I HAVE a friend who once framed a tissue because she had wiped her hand on it after touching Shawn Michaels, “The Heartbreak Kid”, in the World Wrestling Federation (WWF). On a DVD featuring American rock band REM in concert, a bunch of front-row groupies excitedly wiped the sweat from lead singer Michael Stipe’s bald head. And at the recent U2 concert at Soccer City, I saw an envied fan almost have a heart attack from ecstatic overload when lead singer Bono lay his head on her lap.

There’s sommer something about celebrities that makes us go crazy when they enter our world.

So, when I bumped into South African stand-up comedian Riaad Moosa at the airport, I was astonished that there was not a single person around poking him for an autograph. Maybe they thought that he was just a normal guy with the same nose?

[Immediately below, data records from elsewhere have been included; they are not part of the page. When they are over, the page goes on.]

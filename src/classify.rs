//! Choropleth classification: turns a numeric range into evenly spaced color
//! bins and maps region values onto them.

use log::debug;
use serde::{Deserialize, Serialize};

use crate::{
    config::{AppConfig, MapColorConfig},
    source::RegionData,
};

/// Neutral fill used for missing data and the "no colorscheme" sentinel.
pub const MISSING_FILL: &str = "#FFFFFF";

const DARK_BORDER: &str = "#000000";
const LIGHT_BORDER: &str = "#FFFFFF";

/// Relative scale used to widen a zero-width value range. Applied to the
/// magnitude of the upper bound; `f64::EPSILON` is the absolute floor when
/// both bounds are exactly zero. This is the single degenerate-range policy
/// for the whole crate: `widened_range` is the only place a range is ever
/// perturbed, and both dynamic inference and the constructor call it.
const RANGE_EPSILON: f64 = 1e-9;

/// Named continuous color scales, plus the "no colorscheme" sentinel used
/// for boundary-only rendering.
#[derive(Debug, Clone, Copy, PartialEq, Eq, Serialize, Deserialize)]
#[serde(rename_all = "lowercase")]
pub enum ColorScheme {
    Viridis,
    Plasma,
    Inferno,
    Magma,
    Cividis,
    Turbo,
    Warm,
    Cool,
    Cubehelix,
    /// Diverging red-yellow-blue scale, kept under its upstream name.
    Interpolate,
    #[serde(rename = "no colorscheme")]
    NoColorscheme,
}

impl ColorScheme {
    fn gradient(self) -> Option<colorous::Gradient> {
        match self {
            ColorScheme::Viridis => Some(colorous::VIRIDIS),
            ColorScheme::Plasma => Some(colorous::PLASMA),
            ColorScheme::Inferno => Some(colorous::INFERNO),
            ColorScheme::Magma => Some(colorous::MAGMA),
            ColorScheme::Cividis => Some(colorous::CIVIDIS),
            ColorScheme::Turbo => Some(colorous::TURBO),
            ColorScheme::Warm => Some(colorous::WARM),
            ColorScheme::Cool => Some(colorous::COOL),
            ColorScheme::Cubehelix => Some(colorous::CUBEHELIX),
            ColorScheme::Interpolate => Some(colorous::RED_YELLOW_BLUE),
            ColorScheme::NoColorscheme => None,
        }
    }

    /// Contrasting border color for region outlines. This reproduces a fixed
    /// partition of schemes into visually dark and visually light groups; it
    /// is a presentation heuristic, not a luminance computation.
    pub fn border_color(self) -> &'static str {
        match self {
            ColorScheme::Inferno
            | ColorScheme::Magma
            | ColorScheme::Plasma
            | ColorScheme::Viridis
            | ColorScheme::Turbo
            | ColorScheme::Cubehelix
            | ColorScheme::Cividis
            | ColorScheme::Interpolate => LIGHT_BORDER,
            ColorScheme::Warm | ColorScheme::Cool | ColorScheme::NoColorscheme => DARK_BORDER,
        }
    }
}

/// Immutable classification table: `num_bins + 1` thresholds, `num_bins`
/// colors, and a border color. Built once per (color config, data) pair.
#[derive(Debug, Clone, PartialEq, Serialize)]
#[serde(rename_all = "camelCase")]
pub struct MapColor {
    thresholds: Vec<f64>,
    colors: Vec<String>,
    border_color: String,
    #[serde(skip)]
    scheme: ColorScheme,
}

impl MapColor {
    /// Builds the bin table from a color configuration. Never fails for
    /// well-typed numeric bounds: a collapsed range is widened by
    /// `widened_range` so the bin width is always positive and finite.
    pub fn new(config: &MapColorConfig) -> Self {
        let bins = config.num_bins.max(1) as usize;
        let scheme = config.color_scheme.unwrap_or(ColorScheme::Viridis);
        let lo = config.min_value.min(config.max_value);
        let hi = config.min_value.max(config.max_value);
        let (lo, hi) = widened_range(lo, hi);
        let bin_size = (hi - lo) / bins as f64;

        let mut thresholds: Vec<f64> = (0..=bins).map(|i| lo + i as f64 * bin_size).collect();
        // The top boundary must equal the range maximum exactly, not the
        // accumulated `lo + bins * bin_size` rounding of it.
        thresholds[bins] = hi;
        let colors = match scheme.gradient() {
            None => vec![MISSING_FILL.to_string(); bins],
            Some(gradient) => (0..bins)
                .map(|i| {
                    // Sample at the bin midpoint so the color represents the
                    // bin's center rather than its edge.
                    let mut t = (i as f64 + 0.5) / bins as f64;
                    if config.color_scheme_inverted {
                        t = 1.0 - t;
                    }
                    let color = gradient.eval_continuous(t);
                    format!("#{:02X}{:02X}{:02X}", color.r, color.g, color.b)
                })
                .collect(),
        };

        Self {
            thresholds,
            colors,
            border_color: scheme.border_color().to_string(),
            scheme,
        }
    }

    /// Builds a classifier for a validated configuration and the region data
    /// currently loaded. `geojson-only` maps render boundary-only with the
    /// neutral fill; data-driven maps apply dynamic range inference when the
    /// configuration asks for it.
    pub fn from_config(config: &AppConfig, region_data: &[RegionData]) -> Self {
        match config {
            AppConfig::GeojsonOnly(_) => Self::new(&MapColorConfig {
                min_value: 0.0,
                max_value: 1.0,
                num_bins: 7,
                color_scheme: Some(ColorScheme::NoColorscheme),
                dynamic: false,
                color_scheme_inverted: false,
            }),
            AppConfig::GeojsonDatafile(cfg) => {
                let mut color_config = cfg.map_color_config.clone();
                if color_config.dynamic {
                    let values: Vec<f64> = region_data
                        .iter()
                        .filter_map(RegionData::numeric_value)
                        .collect();
                    if !values.is_empty() {
                        let min = values.iter().copied().fold(f64::INFINITY, f64::min);
                        let max = values.iter().copied().fold(f64::NEG_INFINITY, f64::max);
                        // Widen here as well, so a single-valued dataset never
                        // relies on the constructor fallback alone.
                        (color_config.min_value, color_config.max_value) =
                            widened_range(min, max);
                        debug!(
                            "dynamic range inferred from {} value(s): [{min}, {max}]",
                            values.len()
                        );
                    }
                }
                Self::new(&color_config)
            }
        }
    }

    /// Index of the half-open bin `[thresholds[i], thresholds[i+1])` holding
    /// `value`; the final bin is closed so the maximum lands in it. Values
    /// below the range and non-finite values clamp to bin 0, values above
    /// the range clamp to the last bin.
    pub fn classify(&self, value: f64) -> usize {
        let bins = self.colors.len();
        if !value.is_finite() || value < self.thresholds[0] {
            return 0;
        }
        if value >= self.thresholds[bins] {
            return bins - 1;
        }
        self.thresholds
            .windows(2)
            .position(|bounds| value >= bounds[0] && value < bounds[1])
            .unwrap_or(bins - 1)
    }

    /// Fill color for `value`. Missing (non-finite) values and the
    /// "no colorscheme" sentinel always yield the neutral fill.
    pub fn bin_color(&self, value: f64) -> &str {
        if self.scheme == ColorScheme::NoColorscheme || !value.is_finite() {
            return MISSING_FILL;
        }
        self.colors
            .get(self.classify(value))
            .map_or(MISSING_FILL, String::as_str)
    }

    pub fn thresholds(&self) -> &[f64] {
        &self.thresholds
    }

    pub fn colors(&self) -> &[String] {
        &self.colors
    }

    pub fn border_color(&self) -> &str {
        &self.border_color
    }
}

/// Guarantees `hi > lo` by nudging the upper bound up when the range has
/// collapsed. The nudge is relative (`|hi| * RANGE_EPSILON`) so it stays
/// proportionate at any magnitude, with `f64::EPSILON` as the absolute floor
/// for an all-zero range.
fn widened_range(lo: f64, hi: f64) -> (f64, f64) {
    if hi > lo {
        return (lo, hi);
    }
    let nudge = if hi == 0.0 {
        f64::EPSILON
    } else {
        hi.abs() * RANGE_EPSILON
    };
    (lo, hi + nudge)
}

The “comedy doctor” walked casually onto the plane, while his wife followed like a Jo’burger in unwalkably high stiletto heels and her baby on her hip. No one stared. No one bothered. His wife probably received more attention for her two-hour-flight-with-kids fashion faux pas than he received for being “famous”.

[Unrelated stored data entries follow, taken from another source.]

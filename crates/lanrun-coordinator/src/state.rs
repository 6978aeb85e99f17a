//! Shared application state.

use std::sync::atomic::{AtomicU64, Ordering};
use std::sync::Arc;

use crate::config::Config;
use crate::error::CoordinatorError;
use crate::queue::WorkQueue;
use crate::registry::PeerRegistry;
use crate::results::ResultStore;

/// Monotonic event counters exposed on `/metrics`.
#[derive(Debug, Default)]
pub struct Counters {
    pub units_claimed: AtomicU64,
    pub no_task_replies: AtomicU64,
    pub results_stored: AtomicU64,
    pub peers_evicted: AtomicU64,
    pub leases_expired: AtomicU64,
    pub protocol_errors: AtomicU64,
}

impl Counters {
    pub fn incr(counter: &AtomicU64) {
        counter.fetch_add(1, Ordering::Relaxed);
    }

    pub fn add(counter: &AtomicU64, n: u64) {
        counter.fetch_add(n, Ordering::Relaxed);
    }

    pub fn get(counter: &AtomicU64) -> u64 {
        counter.load(Ordering::Relaxed)
    }
}

/// Shared application state.
///
/// The coordinator exclusively owns the registry, the queue and the result
/// store; workers only reach them through sessions.
pub struct AppState {
    pub config: Config,

    /// Known peers indexed by PeerId.
    pub registry: PeerRegistry,

    /// Pending work units.
    pub queue: WorkQueue,

    /// Submitted results.
    pub results: ResultStore,

    pub counters: Counters,
}

impl AppState {
    /// Open the stores named in `config` and wrap everything in an Arc.
    pub async fn open(config: Config) -> Result<Arc<Self>, CoordinatorError> {
        let queue = WorkQueue::open(&config.tasks_dir, config.lease_timeout())
            .await?
            .with_delivery_limit(config.max_deliveries, &config.failed_dir);
        let results = ResultStore::open(&config.results_dir).await?;

        Ok(Arc::new(Self {
            config,
            registry: PeerRegistry::new(),
            queue,
            results,
            counters: Counters::default(),
        }))
    }

    /// Peer liveness threshold as a chrono duration.
    pub fn peer_timeout(&self) -> chrono::Duration {
        chrono::Duration::from_std(self.config.peer_timeout()).unwrap_or(chrono::Duration::MAX)
    }
}
//! Core domain errors.

use thiserror::Error;

/// Core domain errors for lanrun.
#[derive(Debug, Error, PartialEq, Eq)]
pub enum CoreError {
    /// Peer identifier is empty or contains characters we refuse to log or store.
    #[error("Invalid peer id '{id}': {reason}")]
    InvalidPeerId { id: String, reason: &'static str },

    /// Unit name cannot be used as a file name in the stores.
    #[error("Invalid unit name '{name}': {reason}")]
    InvalidUnitName { name: String, reason: &'static str },
}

And when they sat in the row behind me, the man sitting next to me grimaced as one of the children let out a small whimper.

He was just another nobody, like every other one of us.

According to his website, Riaad is “one of South Africa’s most popular, award-winning and successful comedians”. Less than two months ago, he even earned the bragging rights for the Comics Choice Award and there’s a film in production, Material, that is inspired by his life and in which he plays the lead role.

So is South Africa’s most popular not really popular at all?

“South African celebrities” seems to be an oxymoron. They don’t really exist, except for Tata Madiba who is recognised around the world, and perhaps, in a few years’ time, Gareth Cliff for all the commotion he causes. Other than them, every celebrity exists within their own realm of expertise, only known to the fans who follow them.

Avid South African soapie viewers will recognise the television stars. Music fans will know the musicians and comedy fans will know the comedians.

Compared to the millions (yes, I exaggerate) of gossip websites for American celebrities, South Africa barely has one (or rather one that I can find): zalebs.za.msn.com

It doesn’t even have an independent web page.

Featured Zalebs include Kuli Roberts for her hate-speech rant and Julius Malema for … um … turning 30. Nothing new that’s not featured in newspapers, magazines and their websites.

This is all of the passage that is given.